Les enjeux de la contestation du Rif

Au Maroc, face aux inégalités croissantes, au chômage et aux abus de pouvoir, le ras-le-bol de la population s’intensifie. Dans la région du Rif, le mouvement social qui gronde depuis des années prend de l’ampleur.

 

Le contexte, les origines

 

La région du Rif à l’époque du protectorat franco-espagnol, souhaitait une république démocratique. En 1921, Abd El Krim proclame la République confédérée des Tribus du Rif. En 1925, Philippe Pétain, vainqueur de la bataille de Verdun et le général espagnol Primo de Rivera lancent une offensive terrible et brutale sur le Rif. Les armes chimiques sont utilisées. Abd El Krim doit capituler.

 

En 1956, l’armée de libération, composée dans sa majorité par des Rifains, se bat contre la présence française. La région est à nouveau réprimée avec violence.

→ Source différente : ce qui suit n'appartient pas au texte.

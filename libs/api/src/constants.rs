//! Well-known label, annotation and finalizer keys.

/// Namespace of the `ResourceBinding` that owns a work.
pub const RESOURCE_BINDING_NAMESPACE_LABEL: &str = "resourcebinding.fanout.io/namespace";

/// Name of the `ResourceBinding` that owns a work.
pub const RESOURCE_BINDING_NAME_LABEL: &str = "resourcebinding.fanout.io/name";

/// Name of the `ClusterResourceBinding` that owns a work.
pub const CLUSTER_RESOURCE_BINDING_LABEL: &str = "clusterresourcebinding.fanout.io/name";

/// Execution space of the work carrying a workload.
pub const WORK_NAMESPACE_LABEL: &str = "work.fanout.io/namespace";

/// Name of the work carrying a workload.
pub const WORK_NAME_LABEL: &str = "work.fanout.io/name";

/// Cluster-wide override policies applied to a work.
pub const APPLIED_CLUSTER_OVERRIDES_ANNOTATION: &str = "policy.fanout.io/applied-cluster-overrides";

/// Namespaced override policies applied to a work.
pub const APPLIED_OVERRIDES_ANNOTATION: &str = "policy.fanout.io/applied-overrides";

/// Finalizer marking a work as managed by the execution controller.
pub const EXECUTION_CONTROLLER_FINALIZER: &str = "fanout.io/execution-controller";

/// Kind that supports replica rewriting by default.
pub const DEPLOYMENT_KIND: &str = "Deployment";

/// Path of the replica count inside a workload manifest.
pub const REPLICAS_PATH: [&str; 2] = ["spec", "replicas"];
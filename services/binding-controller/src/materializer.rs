//! Work materialization.
//!
//! For every target cluster of a binding the materializer:
//! - Clones the workload and applies that cluster's override policies
//! - Stamps work identity and binding ownership labels onto the clone
//! - Rewrites `spec.replicas` when the kind scales and a count is known
//! - Creates the work, or updates it when it differs from the stored one
//!
//! The first failing cluster aborts the pass. Clusters already written
//! stay written; create-or-update makes the retry converge.

use std::collections::{BTreeMap, BTreeSet};

use fanout_api::constants::{
    DEPLOYMENT_KIND, EXECUTION_CONTROLLER_FINALIZER, REPLICAS_PATH, WORK_NAMESPACE_LABEL,
    WORK_NAME_LABEL,
};
use fanout_api::{
    has_scheduled_replica, Binding, LabelSet, ManifestError, ObjectMeta, TargetCluster, Work,
    Workload,
};
use fanout_names::{execution_space_name, work_name};
use fanout_reconcile::{allocate_replicas, match_policy};
use tracing::{debug, error, info, instrument};

use crate::error::{ControllerError, ControllerResult};
use crate::overrides::{record_applied_overrides, OverrideManager};
use crate::store::Store;

/// Knobs for materialization.
#[derive(Debug, Clone)]
pub struct MaterializeOptions {
    /// Workload kinds whose `spec.replicas` may be rewritten.
    pub replica_kinds: BTreeSet<String>,
}

impl Default for MaterializeOptions {
    fn default() -> Self {
        Self {
            replica_kinds: BTreeSet::from([DEPLOYMENT_KIND.to_string()]),
        }
    }
}

impl MaterializeOptions {
    /// Returns true if replicas of this kind may be rewritten.
    pub fn scales(&self, kind: &str) -> bool {
        self.replica_kinds.contains(kind)
    }
}

/// What create-or-update did to a work.
#[derive(Debug, Clone, Copy, PartialEq, Eq)]
pub enum WorkOperation {
    Created,
    Updated,
    Unchanged,
}

/// Ensure one work per target cluster of `binding` exists and is current.
#[instrument(skip_all, fields(binding = %binding.key(), workload = %workload.reference()))]
pub async fn ensure_work(
    store: &dyn Store,
    overrides: &dyn OverrideManager,
    options: &MaterializeOptions,
    binding: &Binding,
    workload: &Workload,
) -> ControllerResult<()> {
    let targets = binding.target_clusters();
    let desired = desired_replicas(store, options, workload, targets)
        .await
        .map_err(|source| {
            error!(error = %source, "Failed to determine desired replicas");
            ControllerError::DesiredReplicas {
                binding: binding.key().to_string(),
                workload: workload.reference().to_string(),
                source: Box::new(source),
            }
        })?;

    for target in targets {
        ensure_cluster_work(store, overrides, options, binding, workload, target, desired.as_ref())
            .await
            .map_err(|source| {
                error!(cluster = %target.name, error = %source, "Failed to ensure work");
                ControllerError::EnsureWork {
                    binding: binding.key().to_string(),
                    cluster: target.name.clone(),
                    workload: workload.reference().to_string(),
                    source: Box::new(source),
                }
            })?;
    }

    Ok(())
}

/// Replica count per cluster, or `None` when replicas are left alone.
///
/// Counts assigned by the scheduler win. Otherwise scalable kinds consult
/// the replica scheduling policies of the workload's namespace.
pub async fn desired_replicas(
    store: &dyn Store,
    options: &MaterializeOptions,
    workload: &Workload,
    targets: &[TargetCluster],
) -> ControllerResult<Option<BTreeMap<String, i64>>> {
    if has_scheduled_replica(targets) {
        return Ok(Some(
            targets
                .iter()
                .map(|t| (t.name.clone(), i64::from(t.replicas)))
                .collect(),
        ));
    }

    if !options.scales(workload.kind()) {
        return Ok(None);
    }

    let policies = store
        .list_replica_scheduling_policies(workload.namespace())
        .await?;
    let Some(policy) = match_policy(workload, &policies) else {
        debug!("No replica scheduling policy matched");
        return Ok(None);
    };

    let mut clusters = Vec::with_capacity(targets.len());
    for target in targets {
        clusters.push(store.get_cluster(&target.name).await?);
    }

    let allocation = allocate_replicas(policy.spec.total_replicas, &clusters, policy.weight_table());
    debug!(
        policy = %policy.metadata.key(),
        allocation = ?allocation,
        "Desired replicas from replica scheduling policy"
    );
    Ok(Some(allocation))
}

async fn ensure_cluster_work(
    store: &dyn Store,
    overrides: &dyn OverrideManager,
    options: &MaterializeOptions,
    binding: &Binding,
    workload: &Workload,
    target: &TargetCluster,
    desired: Option<&BTreeMap<String, i64>>,
) -> ControllerResult<()> {
    let mut cloned = workload.clone();
    let (cluster_overrides, namespace_overrides) = overrides
        .apply_override_policies(&mut cloned, &target.name)
        .await
        .map_err(|source| ControllerError::Override {
            cluster: target.name.clone(),
            source,
        })?;

    let work_namespace = execution_space_name(&target.name)?;
    let name = work_name(cloned.kind(), cloned.name(), cloned.namespace())?;
    let labels = merge_work_labels(&mut cloned, &work_namespace, &name, binding)?;

    if let Some(desired) = desired.filter(|_| options.scales(cloned.kind())) {
        let replicas = desired.get(&target.name).copied().unwrap_or(0);
        if !apply_desired_replicas(&mut cloned, replicas)? {
            debug!(cluster = %target.name, "Workload has no spec.replicas, leaving it as is");
        }
    }

    let annotations =
        record_applied_overrides(cluster_overrides.as_ref(), namespace_overrides.as_ref())?;

    let metadata = ObjectMeta {
        name,
        namespace: work_namespace,
        labels,
        annotations,
        finalizers: vec![EXECUTION_CONTROLLER_FINALIZER.to_string()],
        ..Default::default()
    };

    let operation = create_or_update_work(store, Work::new(metadata, cloned)).await?;
    if operation != WorkOperation::Unchanged {
        info!(cluster = %target.name, operation = ?operation, "Work synced");
    }
    Ok(())
}

/// Stamp identity and ownership labels onto the workload.
///
/// Returns the labels of the work itself: the binding's ownership labels.
fn merge_work_labels(
    workload: &mut Workload,
    work_namespace: &str,
    work_name: &str,
    binding: &Binding,
) -> Result<LabelSet, ManifestError> {
    workload.merge_label(WORK_NAMESPACE_LABEL, work_namespace)?;
    workload.merge_label(WORK_NAME_LABEL, work_name)?;

    let ownership = binding.ownership_labels();
    for (key, value) in &ownership {
        workload.merge_label(key, value)?;
    }
    Ok(ownership)
}

/// Rewrite `spec.replicas` if the manifest has it.
///
/// A manifest without the field is left untouched and `false` is returned.
/// A field holding something other than an integer is an error.
pub fn apply_desired_replicas(workload: &mut Workload, replicas: i64) -> Result<bool, ManifestError> {
    if workload.nested_i64(&REPLICAS_PATH)?.is_none() {
        return Ok(false);
    }
    workload.set_nested_field(&REPLICAS_PATH, replicas.into())?;
    Ok(true)
}

/// Create the work, or bring the stored one in line with it.
///
/// An update replaces the manifest, labels and annotations and adds the
/// finalizer, keeping store-managed metadata. Nothing is written when the
/// stored work already matches.
pub async fn create_or_update_work(store: &dyn Store, desired: Work) -> ControllerResult<WorkOperation> {
    let existing = match store
        .get_work(&desired.metadata.namespace, &desired.metadata.name)
        .await
    {
        Ok(existing) => existing,
        Err(err) if err.is_not_found() => {
            store.create_work(desired).await?;
            return Ok(WorkOperation::Created);
        }
        Err(err) => return Err(err.into()),
    };

    let mut updated = existing.clone();
    updated.spec = desired.spec;
    updated.metadata.labels = desired.metadata.labels;
    updated.metadata.annotations = desired.metadata.annotations;
    for finalizer in desired.metadata.finalizers {
        if !updated.metadata.finalizers.contains(&finalizer) {
            updated.metadata.finalizers.push(finalizer);
        }
    }

    if updated == existing {
        return Ok(WorkOperation::Unchanged);
    }

    store.update_work(updated).await?;
    Ok(WorkOperation::Updated)
}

En 1958, juste après l’indépendance du Maroc, c’est cette fois le futur Hassan II qui réprime un soulèvement du Rif. La brutalité est à nouveau au rendez-vous.

 

Depuis le gouvernement marocain a complètement marginalisé cette région : pas d’infrastructures, peu d’écoles, pas d’hôpitaux. La région vit dans la pauvreté.

 

L’émigration vers l’Algérie, l’Espagne ou les charbonnages belges et français était importante dans les années 1960/70. Ces dernières années, le phénomène d’émigration est toujours présent. C’est une manière de survivre pour la région. Elle permet d’améliorer un peu les conditions de vie de ceux qui restent. À Al-Hoceïma, rares sont les familles qui ne comptent pas au moins un membre installé en Europe.

 

La crise politique et sociale

 

Le roi Mohammed VI a la main sur presque tout. D’abord le pouvoir législatif et l’exécutif (le conseil des ministres est soumis au roi et aucun décret ne peut être exécuté sans son aval). Les juges sont aussi nommés par le roi, il est le chef de l’armée et de la sécurité (il n’existe pas de ministre de la Défense au Maroc, seulement un chargé de l’administration de la défense).

 

Il possède aussi personnellement une part importante des banques, de l’immobilier et des richesses (phosphate, pêche, agriculture, or…) produites par le Maroc. Selon la revue américaine Forbes, la fortune de Mohammed VI dépassait en 2009 les 2,5 milliards de dollars (1).

 

Il est aussi le prince des croyants : les imams reçoivent des prêches directement produits par le Ministère des Habous et des Affaires religieuses, ils doivent les suivre sous peine d’être révoqués.

 

L’administration et le pouvoir d’État, le « Makhzen », sont un mélange de népotisme, d’enrichissement et de privilèges reposant sur une proximité avec le pouvoir monarchique. Le développement atteint peu les zones rurales. La région du Rif reste extrêmement pauvre et tout à fait marginalisée. Il faut y faire au minimum deux heures de route pour se soigner dans un hôpital et le chemin vers les écoles est parfois très long, impossible à suivre en hiver. De plus, la région du Rif est considérée comme une zone militarisée. À tout moment, l’armée peut s’y déployer selon la volonté du Roi. Les soldats envoyés dans la région sont d’ailleurs sélectionnés en dehors du Rif.

 

En 2011 déjà, un mouvement de protestation (le mouvement du 20 février) a secoué le Maroc tout entier. Craignant un « printemps arabe » à la tunisienne, le gouvernement avait proposé une réforme constitutionnelle de façade donnant quelques pouvoirs supplémentaires au premier ministre en se gardant bien de limiter ceux du roi.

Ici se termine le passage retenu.